Other organizational changes were underway at the same time: NACLA West, largely through the efforts of Michael Klare, took the lead in professionalizing the publishing operation. Due to Klare’s work back east, the production values of the Newsletter had already begun to improve when the move took place. It was now bound instead of stapled, offset instead of mimeo. Klare designed a logo and a more readable, attractive interior layout and by 1971 it was generally agreed that the magazine needed a name other than Newsletter so that it would no longer look like an in-house bulletin. In November 1971, in a change reflecting both the professional development of the magazine and the more explicit anti-imperialist identity of NACLA’s politics, the NACLA Newsletter became NACLA’s Latin America and Empire Report.
Klare had an art background and designed the magazine for several years. “I wanted it to attract a larger audience,” he says, “but I also wanted it to retain the footnotes and documentation that gave it a credibility that nothing else like it had at the time.” The result was a step towards a broader, multilayered professionalism within the organization as a whole. “NACLA became an appealing career choice for people,” says Klare. “You could move from NACLA into mainstream journalism or academia,” though as Steven Volk remembers, it was a professionalism with a “movement” difference. In the early 1970s, remembers Volk, now a history professor at Oberlin College, NACLA was “self-consciously and self-righteously a collective, so there were no job titles, no determination of who would do what.... To the extent that everyone did write, did research, licked labels, it definitely was a collective. We didn’t sign our articles. You weren’t supposed to have a personal attachment to [your writing]. You worked very long hours. Everyone got more or less the same salary: $60 a week.”
Klare had already begun the research on the arms industry for which he would later become well known; he and Susanne Jonas became NACLA’s two most prolific researchers. Jonas, a graduate student at U.C. Berkeley—today a Central America and migration specialist teaching at U.C. Santa Cruz—had met with the NACLA crew when they came to California in late 1969; she joined the West Coast staff in the summer of 1971. She would become the co-editor (with David Tobis) and principal author of one of NACLA’s best-known publications, a book called Guatemala, published in 1974. She was also the principal author and editor of the Yanqui Dollar project, a series of primers on the role of U.S. corporations in the Americas.

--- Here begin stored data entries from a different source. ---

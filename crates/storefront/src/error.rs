//! Unified error handling with Sentry integration.
//!
//! Provides a unified `AppError` type that captures errors to Sentry before
//! responding to the client. All route handlers should return `Result<T, AppError>`.

use axum::{
    http::StatusCode,
    response::{IntoResponse, Response},
};
use thiserror::Error;

use crate::cart::CartError;

/// Application-level error type for the storefront.
#[derive(Debug, Error)]
pub enum AppError {
    /// A cart operation was rejected.
    #[error("Cart error: {0}")]
    Cart(#[from] CartError),

    /// Resource not found.
    #[error("Not found: {0}")]
    NotFound(String),

    /// Bad request from client.
    #[error("Bad request: {0}")]
    BadRequest(String),

    /// Internal server error.
    #[error("Internal error: {0}")]
    Internal(String),
}

impl IntoResponse for AppError {
    fn into_response(self) -> Response {
        // Capture server errors to Sentry
        if matches!(self, Self::Internal(_)) {
            let event_id = sentry::capture_error(&self);
            tracing::error!(
                error = %self,
                sentry_event_id = %event_id,
                "Request error"
            );
        }

        let status = match &self {
            Self::Internal(_) => StatusCode::INTERNAL_SERVER_ERROR,
            Self::Cart(_) | Self::BadRequest(_) => StatusCode::BAD_REQUEST,
            Self::NotFound(_) => StatusCode::NOT_FOUND,
        };

        // Don't expose internal error details to clients
        let message = match &self {
            Self::Internal(_) => "Internal server error".to_string(),
            Self::Cart(err) => err.to_string(),
            _ => self.to_string(),
        };

        (status, message).into_response()
    }
}

/// Result type alias for `AppError`.
pub type Result<T> = std::result::Result<T, AppError>;

/// Add a breadcrumb for user actions.
///
/// Breadcrumbs appear in Sentry error reports to show the trail of cart
/// actions leading up to an error.
///
/// # Example
///
/// ```rust,ignore
/// add_breadcrumb("cart", "Added to cart", Some(&[("product_id", "dog_food")]));
/// ```
pub fn add_breadcrumb(category: &str, message: &str, data: Option<&[(&str, &str)]>) {
    let mut breadcrumb = sentry::Breadcrumb {
        category: Some(category.to_string()),
        message: Some(message.to_string()),
        level: sentry::Level::Info,
        ..Default::default()
    };

    if let Some(pairs) = data {
        for (key, value) in pairs {
            breadcrumb.data.insert(
                (*key).to_string(),
                serde_json::Value::String((*value).to_string()),
            );
        }
    }

    sentry::add_breadcrumb(breadcrumb);
}

#[cfg(test)]
mod tests {
    use petshop_core::PriceError;

    use super::*;

    #[test]
    fn test_app_error_display() {
        let err = AppError::NotFound("product dog_food".to_string());
        assert_eq!(err.to_string(), "Not found: product dog_food");

        let err = AppError::BadRequest("invalid quantity".to_string());
        assert_eq!(err.to_string(), "Bad request: invalid quantity");
    }

    #[test]
    fn test_app_error_status_codes() {
        fn get_status(err: AppError) -> StatusCode {
            let response = err.into_response();
            response.status()
        }

        assert_eq!(
            get_status(AppError::NotFound("test".to_string())),
            StatusCode::NOT_FOUND
        );
        assert_eq!(
            get_status(AppError::BadRequest("test".to_string())),
            StatusCode::BAD_REQUEST
        );
        assert_eq!(
            get_status(AppError::Cart(CartError::InvalidPrice {
                name: "Bone".to_string(),
                source: PriceError::Empty,
            })),
            StatusCode::BAD_REQUEST
        );
        assert_eq!(
            get_status(AppError::Internal("test".to_string())),
            StatusCode::INTERNAL_SERVER_ERROR
        );
    }
}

Meanwhile, developments in Latin America had reached an historic juncture with the September, 1970 election of Salvador Allende’s socialist government in Chile. If events in the Dominican Republic defined NACLA’s mission in the 1960s, it was the political drama in Chile that captured NACLA’s—and the world’s—attention throughout the first half of the 1970s. “There was a kind of urgency,” recalls Volk, who began working at NACLA in 1973 after spending 18 months in Chile, “that came out of the revolutionary movements of Latin America and was spurred by Allende’s election...in the sense that you needed to act. You couldn’t stay on the sidelines.” The urgency escalated as the U.S.-backed destabilization of the Allende regime was put in place, and eventually differences within the Chilean left about how to respond would be reflected within NACLA.
U.S. vs. Chile’s Socialist Experiment
Fred Rosen
Steven Volk notes that Salvador Allende “promised to lead Chile through a peaceful transition to socialism, using the legal system of Chile to establish a new economic and political order.” After taking office, Allende quickly began a program of nationalizing Chile’s copper mines and incorporating many industries into the “social sector.” A doctor, he instituted a free milk program for malnourished children. He called for a policy of international independence. And the popular support for his Popular Unity (UP) government continued to grow as measured by strong electoral results in interim municipal and congressional elections.
Washington’s attitude was encapsulated in Henry Kissinger’s famous remark just before Allende was elected in 1970: “I don’t see why we need to stand by and watch a country go communist because of the irresponsibility of its own people.” In August 1971 Washington denied Chile Export-Import Bank credits. A year later a Washington-backed truck owners strike paralyzed the country. A military coup failed in June 1973, provoking worker occupation of many factories. On September 11, 1973, the Pinochet coup—heartily welcomed and supported by the United States—finally destroyed Chile’s experiment in socialist democracy.